Lipomas are commonly occurring benign tumors consisting of mature white adipocytes surrounded by a thin fibrous capsule. It is the most common type of soft tissue mesenchymal neoplasm. Angiofibrolipoma is a rare subtype of lipoma. The most common site of angiofibrolipoma is in the back, the neck, or the shoulders. Only a few cases have been reported to occur in the oral region. This article reports a case of a 34-year-old male patient with a chief complaint of a swelling in the lower lip for the past 2 years and was diagnosed as an angiofibrolipoma. A thorough search of the literature was carried out using Pubmed, Sciencedirect, Google Scholar, and Medline until 2018 using angiofibrolipoma as a keyword. To the best of our knowledge, this is the first case reported in the literature involving the lower lip.

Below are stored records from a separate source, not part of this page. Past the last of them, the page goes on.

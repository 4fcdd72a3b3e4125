//! Wanderlog place pages.
//!
//! Wanderlog list pages render client-side, so listing files arrive from
//! elsewhere; this module fills in the detail-page fields of an existing
//! `{"bars": [...]}` file.

use super::{collapse_whitespace, element_text, selector, Fetcher};
use crate::common::types::{str_field, Record};
use once_cell::sync::Lazy;
use regex::Regex;
use scraper::{ElementRef, Html, Selector};
use serde_json::json;
use std::time::Duration;
use tracing::{info, instrument, warn};

pub const NOT_RATED: &str = "Not rated";
pub const DEFAULT_SIGNATURE: &str = "Signature cocktails and drinks";

const ABOUT_SENTENCES: usize = 2;

static HEADING: Lazy<Selector> = Lazy::new(|| selector("h2"));
static RATING_ROW: Lazy<Selector> = Lazy::new(|| selector("div.d-flex.flex-wrap.align-items-center"));
static RATING_VALUE: Lazy<Selector> = Lazy::new(|| selector("span.font-weight-bold"));
static MUTED: Lazy<Selector> = Lazy::new(|| selector("span.text-muted"));
static SLIDE: Lazy<Selector> = Lazy::new(|| selector("div.slide"));
static TIP_ITEM: Lazy<Selector> = Lazy::new(|| selector("ul.fa-ul li"));

static REVIEW_COUNT: Lazy<Regex> = Lazy::new(|| Regex::new(r"\((\d+)\)").expect("valid review count regex"));

#[derive(Debug, Clone, Default, PartialEq)]
pub struct WanderlogDetail {
    pub about: Option<String>,
    /// `"4.5 (257 reviews)"`
    pub rating: Option<String>,
    pub menu_items: Vec<String>,
    pub tips: Vec<String>,
}

impl WanderlogDetail {
    /// Writes the four `enrich_*` fields. Anything the page did not have
    /// gets stock text built from the record's name or neighbourhood.
    pub fn apply_to(&self, record: &mut Record) {
        let name = str_field(record, "source_name").unwrap_or("this bar").to_string();
        let neighbourhood = str_field(record, "source_neighbourhood")
            .filter(|n| !n.is_empty())
            .unwrap_or("Hong Kong")
            .to_string();

        let description = self
            .about
            .clone()
            .unwrap_or_else(|| format!("A popular bar in {}.", neighbourhood));
        let recognition = self.rating.clone().unwrap_or_else(|| NOT_RATED.to_string());
        let signature = if self.menu_items.is_empty() {
            DEFAULT_SIGNATURE.to_string()
        } else {
            self.menu_items.join(", ")
        };
        let tips = if self.tips.is_empty() {
            format!("Visit {} for a unique Hong Kong drinking experience.", name)
        } else {
            format!("• {}", self.tips.join("\n• "))
        };

        record.insert("enrich_description".into(), json!(description));
        record.insert("enrich_recognition".into(), json!(recognition));
        record.insert("enrich_signature".into(), json!(signature));
        record.insert("enrich_localTips".into(), json!(tips));
    }
}

/// The `h2` whose text passes `matches`, and the element holding it.
fn section<'a>(document: &'a Html, matches: impl Fn(&str) -> bool) -> Option<(ElementRef<'a>, ElementRef<'a>)> {
    document.select(&HEADING).find_map(|h2| {
        if !matches(&h2.text().collect::<String>()) {
            return None;
        }
        let parent = h2.parent().and_then(ElementRef::wrap)?;
        Some((h2, parent))
    })
}

/// The first `count` sentences, where a sentence ends in `.`, `!` or `?`
/// followed by whitespace.
pub fn first_sentences(text: &str, count: usize) -> String {
    let mut seen = 0;
    let mut chars = text.char_indices().peekable();
    while let Some((i, c)) = chars.next() {
        let ends_sentence = matches!(c, '.' | '!' | '?')
            && chars.peek().map_or(false, |(_, next)| next.is_whitespace());
        if ends_sentence {
            seen += 1;
            if seen == count {
                return text[..i + c.len_utf8()].to_string();
            }
        }
    }
    text.to_string()
}

fn about_from(document: &Html) -> Option<String> {
    let (heading, container) = section(document, |t| t.contains("About"))?;
    let following = heading
        .next_sibling()
        .and_then(|node| node.value().as_text().map(|t| t.trim().to_string()))
        .filter(|t| !t.is_empty());
    let text = match following {
        Some(text) => text,
        None => {
            let full = container.text().collect::<String>();
            let title = heading.text().collect::<String>();
            full.replacen(&title, "", 1)
        }
    };
    let text = collapse_whitespace(&text);
    (!text.is_empty()).then(|| first_sentences(&text, ABOUT_SENTENCES))
}

fn rating_from(document: &Html) -> Option<String> {
    let row = document.select(&RATING_ROW).next()?;
    let rating = row
        .select(&RATING_VALUE)
        .next()
        .map(|span| element_text(&span))
        .filter(|r| !r.is_empty())?;
    let reviews = row
        .select(&MUTED)
        .next()
        .and_then(|span| {
            REVIEW_COUNT
                .captures(&element_text(&span))
                .and_then(|c| c.get(1))
                .map(|m| m.as_str().to_string())
        })
        .unwrap_or_else(|| "0".to_string());
    Some(format!("{} ({} reviews)", rating, reviews))
}

fn is_menu_item(text: &str) -> bool {
    !text.is_empty() && text != "Menu" && !text.contains('•')
}

fn menu_items_from(document: &Html) -> Vec<String> {
    let Some((_, container)) = section(document, |t| {
        t.contains("Menu") && t.to_lowercase().contains("popular items")
    }) else {
        return Vec::new();
    };
    let slides: Vec<ElementRef> = container.select(&SLIDE).collect();
    let spans: Vec<ElementRef> = if slides.is_empty() {
        container.select(&MUTED).collect()
    } else {
        slides.iter().flat_map(|slide| slide.select(&MUTED)).collect()
    };
    spans
        .iter()
        .map(element_text)
        .filter(|text| is_menu_item(text))
        .collect()
}

fn tips_from(document: &Html) -> Vec<String> {
    let Some((_, container)) = section(document, |t| t.contains("Know before you go")) else {
        return Vec::new();
    };
    container
        .select(&TIP_ITEM)
        .map(|li| element_text(&li))
        .filter(|tip| !tip.is_empty())
        .collect()
}

pub fn parse_detail(html: &str) -> WanderlogDetail {
    let document = Html::parse_document(html);
    WanderlogDetail {
        about: about_from(&document),
        rating: rating_from(&document),
        menu_items: menu_items_from(&document),
        tips: tips_from(&document),
    }
}

/// Fetches each record's `source_url` and merges the place page into it.
pub struct WanderlogDetails {
    fetcher: Fetcher,
    delay: Duration,
    attempts: u32,
    backoff: Duration,
}

impl WanderlogDetails {
    pub fn new(fetcher: Fetcher, delay: Duration) -> Self {
        Self {
            fetcher,
            delay,
            attempts: 3,
            backoff: Duration::from_secs(20),
        }
    }

    pub fn with_retries(mut self, attempts: u32, backoff: Duration) -> Self {
        self.attempts = attempts.max(1);
        self.backoff = backoff;
        self
    }

    /// Annotates every record; records whose page is missing or cannot be
    /// fetched get the stock text. Returns how many pages were fetched.
    #[instrument(skip_all)]
    pub async fn annotate(&self, records: &mut [Record]) -> usize {
        let total = records.len();
        let mut fetched = 0;
        for (idx, record) in records.iter_mut().enumerate() {
            let name = str_field(record, "source_name").unwrap_or("unknown").to_string();
            info!("Processing {}/{}: {}", idx + 1, total, name);

            let url = str_field(record, "source_url")
                .filter(|u| !u.is_empty())
                .map(str::to_string);
            let detail = match &url {
                Some(url) => match self.fetcher.fetch_html_retrying(url, self.attempts, self.backoff).await {
                    Ok(html) => {
                        fetched += 1;
                        parse_detail(&html)
                    }
                    Err(e) => {
                        warn!("Error processing {}: {}", name, e);
                        WanderlogDetail::default()
                    }
                },
                None => WanderlogDetail::default(),
            };
            detail.apply_to(record);

            if url.is_some() && idx + 1 < total && !self.delay.is_zero() {
                tokio::time::sleep(self.delay).await;
            }
        }
        info!("Fetched {} of {} place pages", fetched, total);
        fetched
    }
}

Keywords: Angiofibrolipoma, lower lip, lipoma, neoplasm


How to cite this article:
Jacob LE, Babu SS, Nair SS, Koshy S. Angiofibrolipoma of the lower lip: A rare case report. J Indian Acad Oral Med Radiol 2018;30:318-20

How to cite this URL:
Jacob LE, Babu SS, Nair SS, Koshy S. Angiofibrolipoma of the lower lip: A rare case report. J Indian Acad Oral Med Radiol [serial online] 2018 [cited 2019 Jun 19];30:318-20. Available from: http://www.jiaomr.in/text.asp?2018/30/3/318/243672




   Introduction Top


Lipomas are benign tumors consisting of mature white adipocytes with a thin fibrous capsule. It is the most common type of soft tissue mesenchymal neoplasm.[1] The incidence in the head and neck is between 15% and 20% and in the oral region around 1%–4%.[2] The most common sites include buccal mucosa, labial mucosa, tongue, floor of the mouth, and rarely intraosseous.[3],[4]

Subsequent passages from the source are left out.